Received 4 July 2012; Accepted 30 August 2012

Academic Editor: Constantine D. Rakopoulos

Copyright © 2012 P. Koutmos et al. This is an open access article distributed under the Creative Commons Attribution License, which permits unrestricted use, distribution, and reproduction in any medium, provided the original work is properly cited.


The work presents the assessment of a low emissions premixer/swirl burner configuration utilizing lean stratified fuel preparation. An axisymmetric, single- or double-cavity premixer, formed along one, two, or three concentric disks promotes propane-air premixing and supplies the combustion zone at the afterbody disk recirculation with a radial equivalence ratio gradient. The burner assemblies are operated with a swirl co-flow to study the interaction of the recirculating stratified flame with the surrounding swirl. A number of lean and ultra-lean flames operated either with a plane disk stabilizer or with one or two premixing cavity arrangements were evaluated over a range of inlet mixture conditions.
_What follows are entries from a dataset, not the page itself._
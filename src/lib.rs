//! Multi-objective evolutionary optimization engine.
//!
//! Provides two Pareto-based metaheuristics over a shared solution model:
//!
//! - **SMPSO**: Speed-constrained multi-objective particle swarm with a
//!   bounded crowding archive of leaders.
//! - **AbYSS**: Archive-based hybrid scatter search with two reference
//!   sets, local-search improvement and population restarts.
//!
//! Around them sit the building blocks they are composed of:
//!
//! - **Solution model**: typed decision variables, solutions, bounded
//!   solution sets and the host-supplied [`Problem`](core::Problem).
//! - **Comparators and density**: Pareto dominance, crowding distance and
//!   SPEA2 fitness.
//! - **Archives**: bounded non-dominated archives pruned by crowding
//!   distance, adaptive-grid density or hypervolume contribution.
//! - **Operators**: crossover, mutation, selection and local search built
//!   by name from a [`Parameters`](operators::Parameters) bag.
//! - **Indicators**: WFG hypervolume, GD, IGD, spread and additive ε.
//! - **Parallelism**: rayon-backed batch evaluation and concurrent runs of
//!   independent algorithms.
//!
//! # Architecture
//!
//! All objectives are minimized. The algorithms are synchronous loops;
//! only the evaluation step runs concurrently, and populations and
//! archives are updated after it has joined. Every run is reproducible
//! from its `seed`.

pub mod abyss;
pub mod algorithm;
pub mod archive;
pub mod core;
pub mod density;
pub mod diversification;
pub mod error;
pub mod indicators;
pub mod operators;
pub mod parallel;
pub mod random;
pub mod smpso;

pub use error::{MoeaError, Result};
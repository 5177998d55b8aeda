//! Permutation recombination and perturbation primitives.
//!
//! These work on raw `&[usize]` orders holding each of `0..n` exactly once
//! and are wrapped by [`PmxCrossover`](super::PmxCrossover),
//! [`OrderCrossover`](super::OrderCrossover) and
//! [`SwapMutation`](super::SwapMutation).

use crate::random;
use rand::RngCore;

/// Order crossover (OX).
///
/// Each child keeps a random segment of one parent in place and fills the
/// remaining slots, starting right after the segment and wrapping around,
/// with the other parent's genes in their original relative order.
pub fn order(
    parent1: &[usize],
    parent2: &[usize],
    rng: &mut dyn RngCore,
) -> (Vec<usize>, Vec<usize>) {
    let n = parent1.len();
    if n < 2 || n != parent2.len() {
        return (parent1.to_vec(), parent2.to_vec());
    }
    let (start, end) = segment(n, rng);
    (
        order_child(parent1, parent2, start, end),
        order_child(parent2, parent1, start, end),
    )
}

fn order_child(keep: &[usize], fill: &[usize], start: usize, end: usize) -> Vec<usize> {
    let n = keep.len();
    let mut child = keep.to_vec();
    let mut kept = vec![false; n];
    for &gene in &keep[start..=end] {
        kept[gene] = true;
    }

    let mut slot = (end + 1) % n;
    for k in 1..=n {
        let gene = fill[(end + k) % n];
        if !kept[gene] {
            child[slot] = gene;
            slot = (slot + 1) % n;
        }
    }
    child
}

/// Partially mapped crossover (PMX).
///
/// Each child copies a random segment from one parent; genes of the other
/// parent's segment that were displaced are relocated by following the
/// segment mapping until a slot outside the segment is found, and every
/// remaining slot is taken from the other parent unchanged.
pub fn pmx(
    parent1: &[usize],
    parent2: &[usize],
    rng: &mut dyn RngCore,
) -> (Vec<usize>, Vec<usize>) {
    let n = parent1.len();
    if n < 2 || n != parent2.len() {
        return (parent1.to_vec(), parent2.to_vec());
    }
    let (start, end) = segment(n, rng);
    (
        pmx_child(parent1, parent2, start, end),
        pmx_child(parent2, parent1, start, end),
    )
}

fn pmx_child(keep: &[usize], fill: &[usize], start: usize, end: usize) -> Vec<usize> {
    let n = keep.len();
    let mut position_in_fill = vec![0; n];
    for (pos, &gene) in fill.iter().enumerate() {
        position_in_fill[gene] = pos;
    }

    let mut child: Vec<Option<usize>> = vec![None; n];
    let mut placed = vec![false; n];
    for i in start..=end {
        child[i] = Some(keep[i]);
        placed[keep[i]] = true;
    }

    for i in start..=end {
        let gene = fill[i];
        if placed[gene] {
            continue;
        }
        let mut pos = position_in_fill[keep[i]];
        while (start..=end).contains(&pos) {
            pos = position_in_fill[keep[pos]];
        }
        child[pos] = Some(gene);
        placed[gene] = true;
    }

    child
        .into_iter()
        .zip(fill)
        .map(|(slot, &gene)| slot.unwrap_or(gene))
        .collect()
}

/// Exchanges two distinct random positions.
pub fn swap(order: &mut [usize], rng: &mut dyn RngCore) {
    let n = order.len();
    if n < 2 {
        return;
    }
    let i = random::index(rng, n);
    let mut j = random::index(rng, n - 1);
    if j >= i {
        j += 1;
    }
    order.swap(i, j);
}

/// A random inclusive segment `[start, end]` inside `0..n`.
fn segment(n: usize, rng: &mut dyn RngCore) -> (usize, usize) {
    let a = random::index(rng, n);
    let b = random::index(rng, n);
    (a.min(b), a.max(b))
}

#[cfg(test)]
mod tests {
    use super::*;
    use crate::random::create_rng;
    use proptest::prelude::*;

    fn is_permutation(order: &[usize], n: usize) -> bool {
        let mut seen = vec![false; n];
        order.len() == n
            && order
                .iter()
                .all(|&g| g < n && !std::mem::replace(&mut seen[g], true))
    }

    // ---- OX ----

    #[test]
    fn test_order_children_are_permutations() {
        let mut rng = create_rng(42);
        let p1: Vec<usize> = (0..8).collect();
        let p2: Vec<usize> = (0..8).rev().collect();
        for _ in 0..200 {
            let (c1, c2) = order(&p1, &p2, &mut rng);
            assert!(is_permutation(&c1, 8), "{c1:?}");
            assert!(is_permutation(&c2, 8), "{c2:?}");
        }
    }

    #[test]
    fn test_order_segment_kept_in_place() {
        let p1 = vec![0, 1, 2, 3, 4, 5];
        let p2 = vec![5, 3, 1, 4, 2, 0];
        let child = order_child(&p1, &p2, 2, 3);
        assert_eq!(&child[2..=3], &[2, 3]);
        // Fill starts after the segment: p2 from index 4 on is 2,0,5,3,1,4.
        assert_eq!(child, vec![1, 4, 2, 3, 0, 5]);
    }

    // ---- PMX ----

    #[test]
    fn test_pmx_children_are_permutations() {
        let mut rng = create_rng(7);
        let p1: Vec<usize> = (0..8).collect();
        let p2 = vec![3, 7, 5, 1, 6, 0, 2, 4];
        for _ in 0..200 {
            let (c1, c2) = pmx(&p1, &p2, &mut rng);
            assert!(is_permutation(&c1, 8), "{c1:?}");
            assert!(is_permutation(&c2, 8), "{c2:?}");
        }
    }

    #[test]
    fn test_pmx_follows_mapping_chain() {
        let p1 = vec![1, 2, 3, 4, 5, 6, 7, 8, 0];
        let p2 = vec![4, 5, 2, 1, 8, 7, 6, 0, 3];
        let child = pmx_child(&p1, &p2, 3, 5);
        assert_eq!(&child[3..=5], &[4, 5, 6]);
        assert!(is_permutation(&child, 9));
        // Genes displaced from p2's segment land where the mapping ends.
        assert_eq!(child, vec![1, 8, 2, 4, 5, 6, 7, 0, 3]);
    }

    #[test]
    fn test_identical_parents_unchanged() {
        let mut rng = create_rng(1);
        let p: Vec<usize> = (0..6).collect();
        assert_eq!(pmx(&p, &p, &mut rng), (p.clone(), p.clone()));
        assert_eq!(order(&p, &p, &mut rng), (p.clone(), p.clone()));
    }

    // ---- Swap ----

    #[test]
    fn test_swap_changes_exactly_two_positions() {
        let mut rng = create_rng(3);
        for _ in 0..100 {
            let mut p: Vec<usize> = (0..10).collect();
            swap(&mut p, &mut rng);
            let moved = p.iter().enumerate().filter(|(i, &g)| *i != g).count();
            assert_eq!(moved, 2);
        }
    }

    #[test]
    fn test_swap_single_element() {
        let mut rng = create_rng(3);
        let mut p = vec![0];
        swap(&mut p, &mut rng);
        assert_eq!(p, vec![0]);
    }

    proptest! {
        #[test]
        fn prop_crossovers_preserve_permutations(n in 2usize..30, seed in 0u64..1000) {
            let mut rng = create_rng(seed);
            let p1 = random::int_permutation(n, &mut rng);
            let p2 = random::int_permutation(n, &mut rng);
            let (a, b) = pmx(&p1, &p2, &mut rng);
            prop_assert!(is_permutation(&a, n) && is_permutation(&b, n));
            let (a, b) = order(&p1, &p2, &mut rng);
            prop_assert!(is_permutation(&a, n) && is_permutation(&b, n));
        }
    }
}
The influence of the variation of the imposed swirl was studied for constant fuel injections. Measurements of turbulent velocities, temperatures, OH* chemiluminescence and gas analysis provided information on the performance of each burner set up. Comparisons with Large Eddy Simulations, performed with an 11-step global chemistry, illustrated the flame front interaction with the vortex formation region under the influence of the variable inlet mixture stratifications. The combined effort contributed to the identification of optimum configurations in terms of fuel consumption and pollutants emissions and to the delineation of important controlling parameters and limiting fuel-air mixing conditions.